A silky soft cat, the Cornish Rex loves to remain right next to her parent and must have some together time every day.
Cornish Rex At a glance
Male: small: <8 lbs.
Female: small: <8 lbs.
Amber, Aqua, Blue, Copper, Green, Gold, Hazel, Odd-eyed, Orange, Yellow
Longevity Range: 9-13 yrs.
Social/Attention Needs: Moderate
Tendency to Shed: Low
Colors: White, Blue, Black, Cream, Red, Brown, Frost, Platinum, Fawn, Chocolate, Chestnut, Cinnamon, Lavender, Champagne, Seal
Pattern: Solid color, Tortoiseshell, Bicolor, Tricolor/Calico, Tabby, Ticking, Smoke, Points, Shaded
Less Allergenic: No
Overall Grooming Needs: Low
Cat Association Recognition:
CFA, ACFA , FIFe, TICA
The Cornish Rex is an athletic cat and can appear inexhaustible in her love of running, jumping and playing.
The Cornish Rex is a small to medium-sized cat. Because she stands high on her legs, she appears to be a large cat until you pick her up. Looked at from the side, the underside of her body follows the upward curve of backbone forming an upward curve.

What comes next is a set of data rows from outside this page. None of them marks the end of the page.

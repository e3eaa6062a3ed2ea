//! Statement monitoring and hooks.
//!
//! - Timing and result reporting through [`QueryMonitor`]
//! - Inspecting, rewriting or aborting statements through [`QueryHook`]
//! - `tracing` output through [`TracingSqlHook`] (feature `tracing`)
//!
//! # Example
//!
//! ```
//! use sqlfold::monitor::{MonitorConfig, StatsMonitor};
//! use sqlfold::testing::RecordingDriver;
//! use sqlfold::Database;
//! use std::sync::Arc;
//! use std::time::Duration;
//!
//! let stats = Arc::new(StatsMonitor::new());
//! let mut db = Database::from_driver(RecordingDriver::new())
//!     .with_config(
//!         MonitorConfig::new()
//!             .with_slow_query_threshold(Duration::from_secs(1))
//!             .enable_monitoring(),
//!     )
//!     .with_monitor_arc(stats.clone());
//!
//! db.query("SELECT 1").run(&mut db)?;
//! assert_eq!(stats.stats().select_count, 1);
//! # Ok::<(), sqlfold::SqlError>(())
//! ```

mod config;
mod monitors;
mod types;

#[cfg(feature = "tracing")]
mod tracing_hook;


pub use config::MonitorConfig;
pub use monitors::{
    CompositeHook, CompositeMonitor, LoggingMonitor, NoopMonitor, QueryStats, StatsMonitor,
};
pub use types::{HookAction, QueryContext, QueryHook, QueryMonitor, QueryResult};

#[cfg(feature = "tracing")]
pub use tracing_hook::TracingSqlHook;

pub(crate) fn truncate_sql_bytes(sql: &str, max_bytes: usize) -> &str {
    if sql.len() <= max_bytes {
        return sql;
    }
    let mut end = max_bytes;
    while end > 0 && !sql.is_char_boundary(end) {
        end -= 1;
    }
    &sql[..end]
}
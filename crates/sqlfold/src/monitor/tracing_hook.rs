use super::truncate_sql_bytes;
use super::types::{HookAction, QueryContext, QueryHook, QueryResult};
use std::time::Duration;
use tracing::Level;

/// A `tracing`-based hook that emits the SQL about to be sent to the driver.
///
/// The statement is logged from [`QueryHook::before_query`], so it works even
/// when monitoring is disabled. Failures are reported at `WARN` from
/// `after_query` when monitoring is enabled.
///
/// Enable via the crate feature: `sqlfold = { features = ["tracing"] }`.
#[derive(Debug, Clone)]
pub struct TracingSqlHook {
    /// Tracing event level to emit at.
    pub level: Level,
    /// Truncate long SQL strings (in bytes). `None` means no truncation.
    pub max_sql_length: Option<usize>,
}

impl Default for TracingSqlHook {
    fn default() -> Self {
        Self {
            level: Level::DEBUG,
            max_sql_length: Some(200),
        }
    }
}

impl TracingSqlHook {
    pub fn new() -> Self {
        Self::default()
    }

    /// Override the tracing event level.
    pub fn level(mut self, level: Level) -> Self {
        self.level = level;
        self
    }

    pub fn max_sql_length(mut self, len: usize) -> Self {
        self.max_sql_length = Some(len);
        self
    }

    pub fn no_truncate(mut self) -> Self {
        self.max_sql_length = None;
        self
    }

    pub(crate) fn truncate_sql(&self, sql: &str) -> String {
        match self.max_sql_length {
            Some(max) if sql.len() > max => format!("{}...", truncate_sql_bytes(sql, max)),
            _ => sql.to_string(),
        }
    }
}

impl QueryHook for TracingSqlHook {
    fn before_query(&self, ctx: &QueryContext) -> HookAction {
        /// Dispatch a tracing event at a runtime-determined level.
        macro_rules! emit_at_level {
            ($level:expr, $($field:tt)*) => {
                match $level {
                    Level::ERROR => tracing::error!($($field)*),
                    Level::WARN  => tracing::warn!($($field)*),
                    Level::INFO  => tracing::info!($($field)*),
                    Level::DEBUG => tracing::debug!($($field)*),
                    Level::TRACE => tracing::trace!($($field)*),
                }
            };
        }

        let sql = self.truncate_sql(&ctx.sql);
        let kind = ctx.kind.map_or("OTHER", |k| k.as_str());
        let tag = ctx.tag.as_deref().unwrap_or("-");
        emit_at_level!(
            self.level,
            target: "sqlfold.sql",
            kind,
            tag,
            sql = %sql,
        );
        HookAction::Continue
    }

    fn after_query(&self, ctx: &QueryContext, duration: Duration, result: &QueryResult) {
        if let QueryResult::Error(message) = result {
            let sql = self.truncate_sql(&ctx.sql);
            let elapsed_ms = u64::try_from(duration.as_millis()).unwrap_or(u64::MAX);
            tracing::warn!(
                target: "sqlfold.sql",
                sql = %sql,
                elapsed_ms,
                error = %message,
                "statement failed"
            );
        }
    }
}
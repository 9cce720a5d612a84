//! # 태그 API 라우트 핸들러
//!
//! ## 엔드포인트 목록
//! | 메서드 | 경로 | 핸들러 | 설명 |
//! |--------|------|--------|------|
//! | GET | /api/v1/tags | `list_tags` | 전체 태그 목록 |
//! | POST | /api/v1/tags | `create_tag` | 새 태그 생성 |
//! | PATCH | /api/v1/tags/{id} | `update_tag` | 태그 이름/색상 수정 |
//! | DELETE | /api/v1/tags/{id} | `delete_tag` | 태그 삭제 (하이라이트 연결도 삭제) |
//!
//! 하이라이트에 태그를 붙이는 것은 하이라이트 생성/수정 요청의 `tag_ids`로 합니다.

use crate::{db, error::AppError, models::*, routes::AppState};
use axum::{
    extract::{Path, State},
    http::StatusCode,
    Json,
};
use serde_json::{json, Value};

/// `GET /tags` → `{ "tags": [...] }`
pub async fn list_tags(State(state): State<AppState>) -> Result<Json<Value>, AppError> {
    let tags = db::list_tags(&state.pool).await?;
    Ok(Json(json!({ "tags": tags })))
}

/// `POST /tags` + `{ "name": "...", "color": "..." }`
///
/// 같은 이름의 태그가 이미 있으면 409 Conflict
pub async fn create_tag(
    State(state): State<AppState>,
    Json(req): Json<CreateTagRequest>,
) -> Result<Json<Tag>, AppError> {
    let tag = db::create_tag(&state.pool, &req).await?;
    Ok(Json(tag))
}

/// `PATCH /tags/{id}`
pub async fn update_tag(
    State(state): State<AppState>,
    Path(id): Path<String>,
    Json(req): Json<UpdateTagRequest>,
) -> Result<Json<Tag>, AppError> {
    let tag = db::update_tag(&state.pool, &id, &req)
        .await?
        .ok_or_else(|| AppError::not_found("Tag not found"))?;
    Ok(Json(tag))
}

/// `DELETE /tags/{id}` → `204 No Content`
pub async fn delete_tag(
    State(state): State<AppState>,
    Path(id): Path<String>,
) -> Result<StatusCode, AppError> {
    let deleted = db::delete_tag(&state.pool, &id).await?;
    if !deleted {
        return Err(AppError::not_found("Tag not found"));
    }
    Ok(StatusCode::NO_CONTENT)
}
//! # 에러 처리 모듈
//!
//! 애플리케이션에서 발생할 수 있는 모든 에러 타입을 정의합니다.
//! Rust에서는 예외(exception) 대신 `Result<T, E>` 타입으로 에러를 처리합니다.
//!
//! 이 모듈의 핵심:
//! - `AppError` 열거형(enum): 모든 에러 종류를 하나의 타입으로 통합
//! - `IntoResponse` 구현: 에러를 HTTP 응답으로 자동 변환
//!
//! ## 에러 분류
//! | variant | HTTP | 재시도 |
//! |---------|------|--------|
//! | `Validation` | 400 | 하지 않음 (요청 자체가 잘못됨) |
//! | `NotFound` / `ReviewCardMissing` | 404 | 하지 않음 |
//! | `Conflict` | 409 | 하지 않음 |
//! | `Transient` (+ 일시적인 DB 에러) | 503 | 같은 요청을 그대로 다시 보내도 안전 |
//! | `Consistency` | 500 | 하지 않음 — 카드를 동결하고 수동 점검 |

use axum::{
    http::StatusCode,                   // HTTP 상태 코드 (200, 404, 500 등)
    response::{IntoResponse, Response}, // Axum의 응답 변환 트레이트
    Json,                               // JSON 응답 래퍼
};
use serde_json::json; // json! 매크로: JSON 객체를 간편하게 생성
use thiserror::Error; // thiserror: 커스텀 에러 타입을 쉽게 만들어주는 매크로 크레이트

/// 애플리케이션에서 발생할 수 있는 모든 에러 종류
///
/// 각 에러 variant는 적절한 HTTP 상태 코드와 메시지로 변환됩니다.
/// 핸들러에서 `Result<T, AppError>`를 반환하면,
/// Axum이 자동으로 `IntoResponse`를 호출하여 HTTP 응답으로 변환합니다.
#[derive(Debug, Error)]
pub enum AppError {
    /// 입력값 검증 실패 (HTTP 400)
    ///
    /// 어떤 필드가 잘못되었는지 `field`로 함께 알려줍니다.
    /// 예: 평가 점수가 0~5 범위를 벗어남, 빈 하이라이트 본문, 읽기 위치가 0~100 밖
    #[error("Invalid {field}: {message}")]
    Validation {
        field: &'static str,
        message: String,
    },

    /// 요청한 리소스를 찾을 수 없음 (HTTP 404)
    /// 어떤 리소스가 없는지 메시지로 구분합니다 (예: "Highlight not found").
    #[error("{0}")]
    NotFound(String),

    /// 하이라이트는 있는데 복습 카드가 없음 (HTTP 404)
    ///
    /// 카드는 하이라이트와 같은 트랜잭션에서 만들어지므로,
    /// 이 에러가 나왔다면 초기화 버그입니다. 일반 NotFound와 구분해서 기록합니다.
    #[error("Highlight {0} has no review card")]
    ReviewCardMissing(String),

    /// 리소스 충돌 (HTTP 409)
    #[error("Conflict: {0}")]
    Conflict(String),

    /// 일시적인 저장소 오류 (HTTP 503)
    /// 모든 변경이 단일 트랜잭션이므로 클라이언트가 그대로 재시도해도 안전합니다.
    #[error("Temporarily unavailable: {0}")]
    Transient(String),

    /// 있을 수 없는 카드 상태 (HTTP 500)
    /// 예: 음수 간격, 1.3 미만의 easiness factor. 해당 카드는 비활성화(동결)됩니다.
    #[error("Inconsistent review state: {0}")]
    Consistency(String),

    /// 서버 내부 오류 (HTTP 500)
    #[error("Internal error: {0}")]
    Internal(String),

    /// 데이터베이스 오류 (HTTP 500, 일시적인 경우 503)
    /// #[from]: sqlx::Error를 AppError로 자동 변환하는 From 트레이트를 구현합니다.
    /// 이를 통해 sqlx 함수에서 반환된 에러에 `?` 연산자를 사용하면
    /// 자동으로 AppError::Database로 변환됩니다.
    #[error("Database error: {0}")]
    Database(#[from] sqlx::Error),
}

impl AppError {
    /// `Validation` 에러를 짧게 만드는 헬퍼
    pub fn validation(field: &'static str, message: impl Into<String>) -> Self {
        AppError::Validation {
            field,
            message: message.into(),
        }
    }

    /// `NotFound` 에러를 짧게 만드는 헬퍼
    pub fn not_found(message: impl Into<String>) -> Self {
        AppError::NotFound(message.into())
    }

    /// 같은 요청을 다시 보내면 성공할 수 있는 에러인지 판단합니다.
    ///
    /// - 연결 풀 대기 시간 초과, 풀 종료, 소켓 I/O 오류
    /// - SQLite의 SQLITE_BUSY(5) / SQLITE_LOCKED(6): 다른 쓰기 트랜잭션과 충돌
    pub fn is_transient(&self) -> bool {
        match self {
            AppError::Transient(_) => true,
            AppError::Database(e) => is_transient_sqlx(e),
            _ => false,
        }
    }
}

fn is_transient_sqlx(e: &sqlx::Error) -> bool {
    match e {
        sqlx::Error::PoolTimedOut | sqlx::Error::PoolClosed | sqlx::Error::Io(_) => true,
        sqlx::Error::Database(db) => {
            // 확장 코드(예: 517 = SQLITE_BUSY_SNAPSHOT)도 하위 8비트가 기본 코드입니다.
            db.code()
                .and_then(|code| code.parse::<i32>().ok())
                .map(|code| matches!(code & 0xff, 5 | 6))
                .unwrap_or(false)
        }
        _ => false,
    }
}

// impl IntoResponse for AppError:
// 핸들러가 Err(AppError)를 반환하면,
// Axum이 자동으로 이 메서드를 호출하여 적절한 HTTP 응답을 생성합니다.
impl IntoResponse for AppError {
    /// AppError를 HTTP 응답으로 변환합니다.
    ///
    /// 내부 에러(Database, Internal, Consistency)는 실제 에러 내용을 로그에만 기록하고,
    /// 클라이언트에는 일반적인 메시지만 반환합니다.
    fn into_response(self) -> Response {
        if self.is_transient() {
            tracing::warn!("Transient storage error: {}", self);
            let body = Json(json!({
                "error": {
                    "code": "transient_error",
                    "message": "The store is temporarily unavailable, please retry",
                    "retryable": true
                }
            }));
            return (StatusCode::SERVICE_UNAVAILABLE, body).into_response();
        }

        // (status, code, message) 튜플을 반환합니다.
        let (status, code, message) = match self {
            AppError::Validation { field, ref message } => {
                // 어떤 필드가 잘못되었는지 응답에 포함합니다.
                let body = Json(json!({
                    "error": {
                        "code": "validation_error",
                        "field": field,
                        "message": message
                    }
                }));
                return (StatusCode::BAD_REQUEST, body).into_response();
            }
            AppError::NotFound(ref msg) => (StatusCode::NOT_FOUND, "not_found", msg.clone()),
            AppError::ReviewCardMissing(ref highlight_id) => {
                tracing::error!(
                    highlight_id = %highlight_id,
                    "Highlight exists without a review card (initialization bug)"
                );
                (
                    StatusCode::NOT_FOUND,
                    "review_card_missing",
                    self.to_string(),
                )
            }
            AppError::Conflict(ref msg) => (StatusCode::CONFLICT, "conflict", msg.clone()),
            AppError::Consistency(ref msg) => {
                tracing::error!("Consistency error: {}", msg);
                (
                    StatusCode::INTERNAL_SERVER_ERROR,
                    "consistency_error",
                    "The review card was frozen pending inspection".to_string(),
                )
            }
            AppError::Internal(ref msg) => {
                tracing::error!("Internal error: {}", msg);
                (
                    StatusCode::INTERNAL_SERVER_ERROR,
                    "internal_error",
                    "An internal error occurred".to_string(),
                )
            }
            AppError::Database(ref e) => {
                tracing::error!("Database error: {}", e);
                (
                    StatusCode::INTERNAL_SERVER_ERROR,
                    "database_error",
                    "A database error occurred".to_string(),
                )
            }
            // is_transient()가 true인 경우는 위에서 이미 반환했습니다.
            AppError::Transient(ref msg) => (
                StatusCode::SERVICE_UNAVAILABLE,
                "transient_error",
                msg.clone(),
            ),
        };

        // 결과: { "error": { "code": "not_found", "message": "Highlight not found" } }
        let body = Json(json!({
            "error": {
                "code": code,
                "message": message
            }
        }));

        (status, body).into_response()
    }
}
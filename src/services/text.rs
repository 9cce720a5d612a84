//! # 텍스트 유틸리티
//!
//! 읽을거리 본문에서 메타데이터를 계산하는 함수들입니다.
//!
//! - `count_words()`: 텍스트의 단어 수 계산
//! - `reading_time_minutes()`: 단어 수로부터 예상 읽기 시간 계산
//! - `domain_from_url()`: URL에서 도메인 추출
//! - `clean_optional()`: 공백뿐인 선택 입력을 None으로 정리

use url::Url;

/// 분당 읽는 단어 수 (예상 읽기 시간 계산 기준)
pub const WORDS_PER_MINUTE: usize = 200;

/// 텍스트의 단어 수를 계산합니다.
///
/// 공백(스페이스, 탭, 줄바꿈)으로 분리하여 단어를 셉니다.
pub fn count_words(text: &str) -> usize {
    text.split_whitespace().count()
}

/// 예상 읽기 시간(분)을 계산합니다. 단어가 하나라도 있으면 최소 1분입니다.
pub fn reading_time_minutes(word_count: usize) -> usize {
    word_count.div_ceil(WORDS_PER_MINUTE)
}

/// URL에서 도메인(호스트)을 추출합니다.
///
/// 예: `"https://www.Example.com/post/1?x=y"` → `Some("example.com")`
///
/// WHATWG 규칙으로 파싱하는 `url` 크레이트를 사용합니다.
/// 스킴이 없으면(`example.org/a`) `https://`를 붙여 한 번 더 시도합니다.
/// 호스트가 없으면 None을 반환합니다.
pub fn domain_from_url(raw: &str) -> Option<String> {
    let raw = raw.trim();
    let parsed = match Url::parse(raw) {
        Ok(parsed) => parsed,
        Err(url::ParseError::RelativeUrlWithoutBase) => {
            Url::parse(&format!("https://{}", raw)).ok()?
        }
        Err(_) => return None,
    };

    let host = parsed.host_str()?.to_lowercase();
    let host = host.strip_prefix("www.").unwrap_or(&host);
    if host.is_empty() {
        None
    } else {
        Some(host.to_string())
    }
}

/// 앞뒤 공백을 제거하고, 비어 있으면 None으로 바꿉니다.
pub fn clean_optional(value: Option<&str>) -> Option<String> {
    value
        .map(str::trim)
        .filter(|v| !v.is_empty())
        .map(str::to_string)
}

#[cfg(test)]
mod tests {
    use super::*;

    #[test]
    fn counts_words_across_whitespace() {
        assert_eq!(count_words("  one two\tthree\nfour  "), 4);
        assert_eq!(count_words(""), 0);
    }

    #[test]
    fn reading_time_rounds_up() {
        assert_eq!(reading_time_minutes(0), 0);
        assert_eq!(reading_time_minutes(1), 1);
        assert_eq!(reading_time_minutes(200), 1);
        assert_eq!(reading_time_minutes(201), 2);
    }

    #[test]
    fn extracts_domain() {
        assert_eq!(
            domain_from_url("https://www.Example.com/post/1?x=y").as_deref(),
            Some("example.com")
        );
        assert_eq!(
            domain_from_url("http://user:pw@blog.rust-lang.org:8080/x").as_deref(),
            Some("blog.rust-lang.org")
        );
        assert_eq!(domain_from_url("example.org/a").as_deref(), Some("example.org"));
        assert_eq!(domain_from_url("mailto:someone@example.com"), None);
        assert_eq!(domain_from_url("not a url"), None);
    }

    #[test]
    fn domain_follows_whatwg_parsing() {
        assert_eq!(domain_from_url("http://[::1]:8080/a").as_deref(), Some("[::1]"));
        // 특수 스킴에서 `\`는 `/`와 같으므로 `@` 뒤가 아니라 앞이 호스트입니다.
        assert_eq!(
            domain_from_url("https://evil.com\\@good.com/").as_deref(),
            Some("evil.com")
        );
        assert_eq!(domain_from_url("https://WWW.Rust-Lang.org").as_deref(), Some("rust-lang.org"));
    }

    #[test]
    fn blank_optional_becomes_none() {
        assert_eq!(clean_optional(Some("  ")), None);
        assert_eq!(clean_optional(Some(" note ")).as_deref(), Some("note"));
        assert_eq!(clean_optional(None), None);
    }
}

Because of the slender boning on the Cornish Rex, she may feel almost dainty, but this cat is athletic and not at all fragile.
The Cornish Rex has a small, narrow head with large ears and eyes that look large for the size of the head. She has a Roman nose, a strong chin, and long, slender legs. The tail is also slender and long with a great degree of flexibility.
The coat of the Cornish Rex is unique among cats. It is silky and soft but forms itself into waves that look a bit like corn rows.
The Cornish Rex becomes involved with her parent. She loves to be right next to her parent and must have some time together every day. Many Cornish Rex will do anything to be with their parents and will even learn to walk on a lead in order to spend more time together. In general, they love being handled by their parents.
The Cornish Rex is an athletic cat and will maintain her ideal weight if provided with enough space for exercise. Thanks to the close lying nature of the coat, you can easily tell if a Cornish is getting too heavy.
The Cornish Rex is agile and loves to jump, run, and play. When she is playing, she can appear to be inexhaustible. She should have interactive exercise as well.
In 1950 in Cornwall, England, the first Cornish rex kitten was born. He was the result of a spontaneous mutation, born of a barn cat and an unknown sire. Nina Ennismore, who made this discovery, had bred and exhibited rex rabbits, so she knew this cat was special cat. She took this curly-coated cat into her home, named him Kallibunker, and began what became the Cornish rex breed.
In 1957, a breeding pair of Cornish rex that was directly related to Kallibunker was imported into the United States. The Cornish rex was officially recognized in the United States in 1967 and has since become more popular in the United States than it is in England.
At first, breeders believed that the curly coat of both the Cornish rex and the Devon rex might be related and the two could be bred to each other. This breeding was attempted but the resulting kittens all had straight coats. This result happened every time the breeding was tried, so the curly-coated cats were determined to be two distinct breeds.